Em situações de estresse hídrico (qualidade ou quantidade) o órgão gestor de recursos hídricos intermedia os conflitos de interesse. Geralmente esse potencial conflito é mapeado pela própria Companhia, que indica possíveis formas de conciliar os interesses.

Somado a isso, a Copel participa ativamente da gestão dos recursos hídricos em seus diferentes ambientes (Conselho Nacional de Recursos Hídricos, Conselho Estadual de Recursos Hídricos, Comitês de Bacia Hidrográfica e suas Câmaras Técnicas), onde são tratados e discutidos os temas de recursos hídricos, assegurando que temas relativos às mudanças de disponibilidade da água estejam sempre em discussão e sendo devidamente acompanhados e tratados pela Copel.

Adicionalmente, para a operação dos empreendimentos, a Companhia busca conhecer os usos múltiplos da bacia hidrográfica e desenvolve as regras operativas de seus empreendimentos de forma a viabilizar a manutenção destes usos.

Além do fato de gerenciar corretamente os recursos hídricos, os impactos aos negócios da Copel são minimizados pois suas usinas integram o Sistema Interligado Nacional, que conta com usinas hidrelétricas, térmicas, eólicas, solares e linhas de transmissão, todas interligadas para atender às demandas de energia nas diversas regiões do Brasil. 
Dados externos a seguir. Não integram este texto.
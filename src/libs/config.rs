//! Configuration management for the obras application.
//!
//! Holds the SLA clock settings and the behaviour of the `watch` loop. The
//! configuration is stored as pretty-printed JSON in the platform data
//! directory and can be edited through an interactive wizard.
//!
//! ## Configuration Structure
//!
//! - **SLA Config**: default deadline, near-due threshold and elapsed-time mode
//! - **Watch Config**: polling interval and which transitions raise alerts
//!
//! Both modules are optional; a missing module resolves to its defaults.
//!
//! ## Usage Examples
//!
//! ```rust,no_run
//! use obras::libs::config::Config;
//!
//! let config = Config::read()?;
//! let sla = config.sla.unwrap_or_default();
//! println!("Default SLA: {}h", sla.default_sla_hours);
//! # Ok::<(), anyhow::Error>(())
//! ```

use super::data_storage::DataStorage;
use crate::libs::messages::Message;
use crate::libs::sla::{ElapsedMode, DEFAULT_SLA_HOURS, NEAR_DUE_RATIO};
use crate::msg_print;
use anyhow::Result;
use dialoguer::{theme::ColorfulTheme, Input, MultiSelect, Select};
use serde::{Deserialize, Serialize};
use std::fs::{self, File};
use std::path::Path;

/// Configuration file name used for storing application settings.
pub const CONFIG_FILE_NAME: &str = "config.json";

/// Represents a configurable module in the interactive setup.
#[derive(Debug, Clone)]
pub struct ConfigModule {
    /// Unique identifier for the module used in configuration routing
    pub key: String,
    /// Display name shown to users during interactive setup
    pub name: String,
}

/// SLA clock settings.
///
/// These values apply uniformly to the dashboard, the watch loop and exports,
/// so every surface classifies an order the same way.
#[derive(Serialize, Deserialize, Clone, Debug, PartialEq)]
pub struct SlaConfig {
    /// Hours allowed for orders without their own positive `sla_hours`.
    pub default_sla_hours: f64,

    /// Fraction of the SLA after which an order is near-due (0 < ratio < 1).
    pub near_due_ratio: f64,

    /// Elapsed-time basis charged against the SLA.
    #[serde(default)]
    pub mode: ElapsedMode,
}

/// Settings for the `watch` polling loop.
#[derive(Serialize, Deserialize, Clone, Debug, PartialEq)]
pub struct WatchConfig {
    /// Seconds between evaluations.
    ///
    /// Classification is relative to "now", so the loop re-evaluates even when
    /// no record changed.
    pub poll_interval: u64,

    /// Also alert when an order becomes near-due, not only overdue.
    pub notify_near_due: bool,
}

#[derive(Serialize, Deserialize, Clone, Debug, Default)]
pub struct Config {
    #[serde(skip_serializing_if = "Option::is_none")]
    pub sla: Option<SlaConfig>,

    #[serde(skip_serializing_if = "Option::is_none")]
    pub watch: Option<WatchConfig>,
}

impl Default for SlaConfig {
    fn default() -> Self {
        SlaConfig {
            default_sla_hours: DEFAULT_SLA_HOURS,
            near_due_ratio: NEAR_DUE_RATIO,
            mode: ElapsedMode::Business,
        }
    }
}

impl Default for WatchConfig {
    /// Re-evaluates once a minute and alerts on near-due orders.
    fn default() -> Self {
        WatchConfig {
            poll_interval: 60,
            notify_near_due: true,
        }
    }
}

impl Config {
    /// Reads configuration from the data directory.
    ///
    /// A missing file yields the default configuration; a corrupted file is an
    /// error.
    pub fn read() -> Result<Config> {
        let config_file_path = DataStorage::new().get_path(CONFIG_FILE_NAME)?;
        Self::read_from(&config_file_path)
    }

    pub fn read_from(path: &Path) -> Result<Config> {
        if !path.exists() {
            return Ok(Config::default());
        }

        let config_str = fs::read_to_string(path)?;
        let config: Config = serde_json::from_str(&config_str)?;
        Ok(config)
    }

    /// Saves the configuration as pretty-printed JSON.
    pub fn save(&self) -> Result<()> {
        let config_file_path = DataStorage::new().get_path(CONFIG_FILE_NAME)?;
        self.save_to(&config_file_path)
    }

    pub fn save_to(&self, path: &Path) -> Result<()> {
        let config_file = File::create(path)?;
        serde_json::to_writer_pretty(&config_file, &self)?;
        Ok(())
    }

    /// Removes the configuration file if present.
    pub fn delete() -> Result<()> {
        let config_file_path = DataStorage::new().get_path(CONFIG_FILE_NAME)?;
        if config_file_path.exists() {
            fs::remove_file(config_file_path)?;
        }
        Ok(())
    }

    /// Runs the interactive configuration wizard.
    ///
    /// Existing values are offered as defaults; modules not selected keep
    /// their current settings.
    pub fn init() -> Result<Self> {
        let mut config = Self::read().unwrap_or_default();

        let modules = vec![
            ConfigModule {
                key: "sla".to_string(),
                name: "SLA".to_string(),
            },
            ConfigModule {
                key: "watch".to_string(),
                name: "Watch".to_string(),
            },
        ];

        let selected = MultiSelect::with_theme(&ColorfulTheme::default())
            .with_prompt(Message::PromptSelectModules.to_string())
            .items(&modules.iter().map(|module| &module.name).collect::<Vec<_>>())
            .interact()?;

        for &selection in &selected {
            match modules[selection].key.as_str() {
                "sla" => {
                    let default = config.sla.clone().unwrap_or_default();
                    msg_print!(Message::ConfigModuleSla);
                    let modes = [ElapsedMode::Business, ElapsedMode::Calendar];
                    let mode_index = Select::with_theme(&ColorfulTheme::default())
                        .with_prompt(Message::PromptElapsedMode.to_string())
                        .items(&["business days", "calendar"])
                        .default(if default.mode == ElapsedMode::Calendar { 1 } else { 0 })
                        .interact()?;
                    config.sla = Some(SlaConfig {
                        default_sla_hours: Input::with_theme(&ColorfulTheme::default())
                            .with_prompt(Message::PromptDefaultSlaHours.to_string())
                            .default(default.default_sla_hours)
                            .interact_text()?,
                        near_due_ratio: Input::with_theme(&ColorfulTheme::default())
                            .with_prompt(Message::PromptNearDueRatio.to_string())
                            .default(default.near_due_ratio)
                            .interact_text()?,
                        mode: modes[mode_index],
                    });
                }
                "watch" => {
                    let default = config.watch.clone().unwrap_or_default();
                    msg_print!(Message::ConfigModuleWatch);
                    config.watch = Some(WatchConfig {
                        poll_interval: Input::with_theme(&ColorfulTheme::default())
                            .with_prompt(Message::PromptPollInterval.to_string())
                            .default(default.poll_interval)
                            .interact_text()?,
                        notify_near_due: Input::with_theme(&ColorfulTheme::default())
                            .with_prompt(Message::PromptNotifyNearDue.to_string())
                            .default(default.notify_near_due)
                            .interact_text()?,
                    });
                }
                _ => {}
            }
        }

        Ok(config)
    }
}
Por se tratar de um país de dimensões continentais, o Brasil conta com aproveitamentos hidrelétricos em suas diversas regiões (sul, sudeste, centro-oeste, norte e nordeste) cuja hidrologia é bastante variável ao longo do ano, existindo complementariedade entre as regiões. Assim, quando há escassez em uma determinada região, em outra há disponibilidade hídrica para suprir a demanda por energia no país.

Alterações das precipitações médias mensais, que possam causar aumento das vazões médias afluentes às usinas operadas pela Copel, também podem trazer impactos tais como a necessidade de revisão do dimensionamento de estruturas de modo aumentar sua capacidade frente a novos dados e aumento da garantia física de geração dos aproveitamentos.

Para minimizar possíveis impactos dessa natureza, a Copel investe em monitoramento hidroclimatológico para prover séries de dados em sua área de atuação e em locais onde possua interesse em novos empreendimentos, de forma a coletar o máximo de informações para subsidiar revisões de projetos e intervenções eventualmente necessárias.